Gladis ou L'épée prodigieuse

Chapitre 1 : Gladis ou L'épée prodigieuse

Chapitre final

2290 mots, Catégorie: G

Dernière mise à jour 11/01/2025 20:18

Cette fanfiction participe au Défi d’écriture du forum Fanfictions.fr : Nouvel an chinois (mars 2019).

Catégorie Anciens défis no limits




Mon nom est Gladis. On m'a forgée dans l'acier le plus pur qui se puisse concevoir, façonnée sur une enclume extraordinairement massive, chauffée directement aux flammes de l'enfer, trempée dans l'eau de la Mer Morte, et dotée pour finir de quelques pouvoirs divins. Par exemple, je suis capable de produire des flammes, à feu continu. C'est assez amusant, j'avoue que je ne m'en lasse pas. Je peux m'éteindre totalement aussi. Mon grand plaisir est alors de me rallumer sans crier gare. La surprise, que ce soit du bras armé ou de la malheureuse créature attaquée, me comble d'un ineffable bien-être. Je ne refuse jamais une bonne frayeur. Et si je peux lire l'effroi et la panique dans les yeux de l'assailli, c'est encore mieux. Il n'y a pas de petite satisfaction. Que voulez-vous, la vie d'une épée est parfois bien monotone, et il m'arrive de m'ennuyer. C'est pourquoi je suis toujours ravie d'un combat quand l'occasion se présente.

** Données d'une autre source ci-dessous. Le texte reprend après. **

impl<C: Connector> RealtimeManager<C> {
    /// Create a manager around a custom [`Connector`].
    pub fn with_connector(session: SessionStore, config: RealtimeConfig, connector: C) -> Self {
        let capacity = config.event_capacity.max(1);
        let (unread, _) = watch::channel(0);

        Self {
            inner: Arc::new(ManagerInner {
                connector,
                session,
                config,
                notifications: ChannelSlot::new(),
                chat: ChannelSlot::new(),
                reconnect: Mutex::new(None),
                unread,
                notification_tx: broadcast::channel(capacity).0,
                message_tx: broadcast::channel(capacity).0,
                typing_tx: broadcast::channel(capacity).0,
                read_tx: broadcast::channel(capacity).0,
                status_tx: broadcast::channel(capacity).0,
                shutdown: CancellationToken::new(),
            }),
        }
    }

    // ── Notifications channel ────────────────────────────────────

    /// Open the notifications channel.
    ///
    /// No-op while the channel is connecting or open, when the session is
    /// not authenticated, or after [`shutdown`](Self::shutdown).
    pub fn connect_notifications(&self) {
        let inner = &self.inner;
        if inner.shutdown.is_cancelled() {
            return;
        }
        let Some(url) = self.channel_url(ChannelTarget::Notifications) else {
            return;
        };
        let Some(lease) = inner
            .notifications
            .begin_if_idle(ChannelTarget::Notifications, &inner.shutdown)
        else {
            trace!("notifications channel already active");
            return;
        };
        self.spawn_connection(ChannelKind::Notifications, lease, url);
    }

    /// Close the notifications channel without scheduling a reconnect.
    pub fn disconnect_notifications(&self) {
        self.cancel_reconnect();
        self.inner.notifications.close();
    }

    pub fn notification_state(&self) -> ChannelState {
        self.inner.notifications.state()
    }

    pub fn watch_notification_state(&self) -> watch::Receiver<ChannelState> {
        self.inner.notifications.subscribe_state()
    }

    // ── Chat channel ─────────────────────────────────────────────

    /// Open the chat channel for `room_id`, closing any current room
    /// first. Chat connections are never re-established automatically.
    pub fn connect_chat(&self, room_id: RoomId) {
        let inner = &self.inner;
        if inner.shutdown.is_cancelled() {
            return;
        }
        let target = ChannelTarget::Chat(room_id);
        let Some(url) = self.channel_url(target) else {
            inner.chat.close();
            return;
        };
        let lease = inner.chat.replace(target, &inner.shutdown);
        self.spawn_connection(ChannelKind::Chat, lease, url);
    }

    /// Close the chat channel. Idempotent.
    pub fn disconnect_chat(&self) {
        self.inner.chat.close();
    }

    pub fn chat_state(&self) -> ChannelState {
        self.inner.chat.state()
    }

    pub fn watch_chat_state(&self) -> watch::Receiver<ChannelState> {
        self.inner.chat.subscribe_state()
    }

    /// Room of the current (connecting or open) chat channel.
    pub fn chat_room(&self) -> Option<RoomId> {
        match self.inner.chat.target() {
            Some(ChannelTarget::Chat(room)) => Some(room),
            _ => None,
        }
    }

    /// Send a chat message. Returns `false` (and sends nothing) unless the
    /// chat channel is open.
    pub fn send_chat_message(
        &self,
        content: impl Into<String>,
        reply_to: Option<MessageId>,
    ) -> bool {
        self.send_chat_frame(&OutboundFrame::Message {
            content: content.into(),
            reply_to,
        })
    }

    pub fn send_typing(&self, is_typing: bool) -> bool {
        self.send_chat_frame(&OutboundFrame::Typing { is_typing })
    }

    pub fn mark_message_read(&self, message_id: MessageId) -> bool {
        self.send_chat_frame(&OutboundFrame::Read { message_id })
    }

    // ── Lifecycle ────────────────────────────────────────────────

    /// Close both channels and cancel any pending reconnect.
    pub fn disconnect_all(&self) {
        self.cancel_reconnect();
        self.inner.notifications.close();
        self.inner.chat.close();
        debug!("realtime channels closed");
    }

    /// Disconnect everything and complete all subscription streams. The
    /// manager cannot be reconnected afterwards.
    pub fn shutdown(&self) {
        self.disconnect_all();
        self.inner.shutdown.cancel();
    }

    pub fn is_shut_down(&self) -> bool {
        self.inner.shutdown.is_cancelled()
    }

    // ── Unread counter ───────────────────────────────────────────

    pub fn unread_count(&self) -> u64 {
        *self.inner.unread.borrow()
    }

    /// Subscribe to unread counter changes.
    pub fn subscribe_unread(&self) -> watch::Receiver<u64> {
        self.inner.unread.subscribe()
    }

    /// The counter as a `Stream`: the current value first, then every
    /// change.
    pub fn unread_stream(&self) -> WatchStream<u64> {
        WatchStream::new(self.inner.unread.subscribe())
    }

    /// Overwrite the counter (server count on startup, zero when the
    /// notifications view is opened).
    pub fn reset_unread(&self, count: u64) {
        self.inner.unread.send_replace(count);
    }

    // ── Subscriptions ────────────────────────────────────────────

    pub fn notifications(&self) -> EventStream<Arc<Notification>> {
        self.subscribe(&self.inner.notification_tx)
    }

    pub fn messages(&self) -> EventStream<RoomEvent<ChatMessage>> {
        self.subscribe(&self.inner.message_tx)
    }

    pub fn typing(&self) -> EventStream<RoomEvent<TypingIndicator>> {
        self.subscribe(&self.inner.typing_tx)
    }

    pub fn read_receipts(&self) -> EventStream<RoomEvent<ReadReceipt>> {
        self.subscribe(&self.inner.read_tx)
    }

    pub fn presence(&self) -> EventStream<RoomEvent<PresenceStatus>> {
        self.subscribe(&self.inner.status_tx)
    }

    // ── Internals ────────────────────────────────────────────────

    fn subscribe<T: Clone + Send + 'static>(&self, tx: &broadcast::Sender<T>) -> EventStream<T> {
        EventStream::new(tx.subscribe(), self.inner.shutdown.clone())
    }

    fn channel_url(&self, target: ChannelTarget) -> Option<Url> {
        let Some(token) = self.inner.session.access_token() else {
            debug!(?target, "not authenticated, channel not opened");
            return None;
        };
        match target.url(&self.inner.config.ws_url, &token) {
            Ok(url) => Some(url),
            Err(e) => {
                warn!(error = %e, ?target, "cannot build channel URL");
                None
            }
        }
    }

    fn send_chat_frame(&self, frame: &OutboundFrame) -> bool {
        let text = match frame.encode() {
            Ok(text) => text,
            Err(e) => {
                warn!(error = %e, "failed to encode chat frame");
                return false;
            }
        };
        let sent = self.inner.chat.send(text);
        if !sent {
            trace!("chat channel not open, frame dropped");
        }
        sent
    }

    fn spawn_connection(&self, kind: ChannelKind, lease: ConnectionLease, url: Url) {
        let manager = self.clone();
        tokio::spawn(async move {
            let generation = lease.generation;
            let ended = manager.run_connection(kind, lease, url).await;
            if ended == Ended::Unexpectedly {
                manager.on_closed(kind, generation);
            }
        });
    }

    /// Drive one connection until it is cancelled or the socket ends.
    async fn run_connection(&self, kind: ChannelKind, lease: ConnectionLease, url: Url) -> Ended {
        let ConnectionLease {
            generation,
            target,
            cancel,
            mut outbound,
        } = lease;
        let slot = self.slot(kind);

        info!(channel = %kind, ?target, "connecting");
        let connected = tokio::select! {
            biased;
            () = cancel.cancelled() => return Ended::Cancelled,
            result = self.inner.connector.connect(url) => result,
        };

        let ChannelSocket {
            mut sink,
            mut stream,
        } = match connected {
            Ok(socket) => socket,
            Err(e) => {
                let err = TransportError::ConnectFailed {
                    channel: kind,
                    reason: e.to_string(),
                };
                warn!(error = %err, "realtime connection failed");
                return Ended::Unexpectedly;
            }
        };

        if !slot.mark_open(generation) {
            let _ = sink.close().await;
            return Ended::Cancelled;
        }
        info!(channel = %kind, ?target, "channel open");

        loop {
            tokio::select! {
                biased;
                () = cancel.cancelled() => {
                    let _ = sink.close().await;
                    debug!(channel = %kind, "channel closed on request");
                    return Ended::Cancelled;
                }
                Some(text) = outbound.recv() => {
                    if let Err(e) = sink.send(text).await {
                        warn!(channel = %kind, error = %e, "failed to send frame");
                    }
                }
                frame = stream.next() => match frame {
                    Some(Ok(text)) => self.dispatch(kind, target, &text),
                    Some(Err(e)) => {
                        let err = TransportError::Closed {
                            channel: kind,
                            reason: e.to_string(),
                        };
                        warn!(error = %err, "realtime channel error");
                    }
                    None => break,
                },
            }
        }

        info!(channel = %kind, "channel closed by server");
        Ended::Unexpectedly
    }

    fn on_closed(&self, kind: ChannelKind, generation: u64) {
        if !self.slot(kind).finish(generation) {
            return;
        }
        if kind == ChannelKind::Notifications && self.inner.session.is_authenticated() {
            self.schedule_reconnect();
        }
    }

    /// Arrange one notifications reconnect after the configured delay.
    /// Idempotent while a reconnect is pending.
    fn schedule_reconnect(&self) {
        let inner = &self.inner;
        let mut pending = inner.reconnect.lock().unwrap_or_else(PoisonError::into_inner);
        if pending.is_some() || inner.shutdown.is_cancelled() {
            return;
        }
        let timer = inner.shutdown.child_token();
        *pending = Some(timer.clone());
        drop(pending);

        let delay = inner.config.reconnect_delay;
        debug!(?delay, "notifications reconnect scheduled");

        let manager = self.clone();
        tokio::spawn(async move {
            tokio::select! {
                biased;
                () = timer.cancelled() => return,
                () = tokio::time::sleep(delay) => {}
            }

            {
                let mut pending = manager
                    .inner
                    .reconnect
                    .lock()
                    .unwrap_or_else(PoisonError::into_inner);
                if timer.is_cancelled() {
                    return;
                }
                pending.take();
            }

            if manager.inner.session.is_authenticated() {
                info!("reconnecting notifications channel");
                manager.connect_notifications();
            } else {
                debug!("session ended, notifications reconnect skipped");
            }
        });
    }

    fn cancel_reconnect(&self) {
        let mut pending = self
            .inner
            .reconnect
            .lock()
            .unwrap_or_else(PoisonError::into_inner);
        if let Some(timer) = pending.take() {
            timer.cancel();
        }
    }

    fn slot(&self, kind: ChannelKind) -> &ChannelSlot {
        match kind {
            ChannelKind::Notifications => &self.inner.notifications,
            ChannelKind::Chat => &self.inner.chat,
        }
    }

    // ── Inbound dispatch ─────────────────────────────────────────

    fn dispatch(&self, kind: ChannelKind, target: ChannelTarget, text: &str) {
        let raw = match RawFrame::parse(text) {
            Ok(raw) => raw,
            Err(e) => {
                let err = TransportError::MalformedFrame {
                    channel: kind,
                    message: e.to_string(),
                };
                warn!(error = %err, "dropping frame");
                return;
            }
        };

        match (kind, target) {
            (ChannelKind::Notifications, _) => self.dispatch_notification(raw),
            (ChannelKind::Chat, ChannelTarget::Chat(room_id)) => self.dispatch_chat(room_id, raw),
            (ChannelKind::Chat, ChannelTarget::Notifications) => {}
        }
    }

    fn dispatch_notification(&self, raw: RawFrame) {
        if raw.kind() != FrameKind::Notification {
            trace!(kind = %raw.kind(), "ignoring non-notification frame");
            return;
        }

        // Counted before decoding: a notification with an unreadable
        // body is still an unread notification.
        self.inner.unread.send_modify(|count| *count += 1);

        match raw.decode() {
            Ok(InboundEvent::Notification(notification)) => {
                let _ = self.inner.notification_tx.send(Arc::new(notification));
            }
            Ok(_) => {}
            Err(e) => {
                let err = TransportError::MalformedFrame {
                    channel: ChannelKind::Notifications,
                    message: e.to_string(),
                };
                warn!(error = %err, "notification body dropped");
            }
        }
    }

    fn dispatch_chat(&self, room_id: RoomId, raw: RawFrame) {
        let kind = raw.kind();
        if kind == FrameKind::Notification {
            trace!(room_id, "ignoring notification frame on chat channel");
            return;
        }

        let event = match raw.decode() {
            Ok(event) => event,
            Err(e) => {
                let err = TransportError::MalformedFrame {
                    channel: ChannelKind::Chat,
                    message: e.to_string(),
                };
                warn!(error = %err, room_id, "dropping chat frame");
                return;
            }
        };

        let inner = &self.inner;
        match event {
            InboundEvent::Message(event) => {
                let _ = inner.message_tx.send(RoomEvent { room_id, event });
            }
            InboundEvent::Typing(event) => {
                let _ = inner.typing_tx.send(RoomEvent { room_id, event });
            }
            InboundEvent::Read(event) => {
                let _ = inner.read_tx.send(RoomEvent { room_id, event });
            }
            InboundEvent::Status(event) => {
                let _ = inner.status_tx.send(RoomEvent { room_id, event });
            }
            InboundEvent::Notification(_) => {}
        }
    }
}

J'étais entre les mains d'Aziraphale, il y a quelques heures encore.

Seulement, au lieu de me conserver précieusement pour garder et protéger la porte orientale d'Éden, comme lui ordonnait son devoir, l'ange a préféré m'offrir à Adam et Ève, guidé par son altruisme qui lui dictait plutôt de venir en aide au couple, banni du Paradis pour avoir croqué une malheureuse pomme.

Bien sûr, il s'était vu contraint de les chasser de ce jardin des délices : c'était écrit dans le Grand Plan de Dieu. Le fruit défendu de l'arbre de la connaissance était une tentation qu'ils devaient repousser, un point c'est tout.

Mais alors pourquoi placer cet arbre en plein milieu du jardin, comme si on y avait accroché une pancarte « Ne Pas Toucher » ? Plus ardue l'épreuve, plus méritant le vainqueur, j'imagine. Et qui aurait pu résister à ce serpent tentateur qui leur susurrait en ondulant lascivement parmi les branches : « Cccc'est une pomme. Goûte-là. Elle est ssssucculente. Aie confiancccce... ».

Il faut admettre qu'elle était magnifique : un teint vermeil, ronde et pleine comme la lune, une peau qu'on devinait des plus douces, brillante telle un rubis, on la sentait gorgée d'une chair si croquante et d'un jus si sucré, une affriolante invitation à la gourmandise ! Je l'aurais moi-même volontiers découpée en tranches pour en faire une tarte... Vil démon sournois !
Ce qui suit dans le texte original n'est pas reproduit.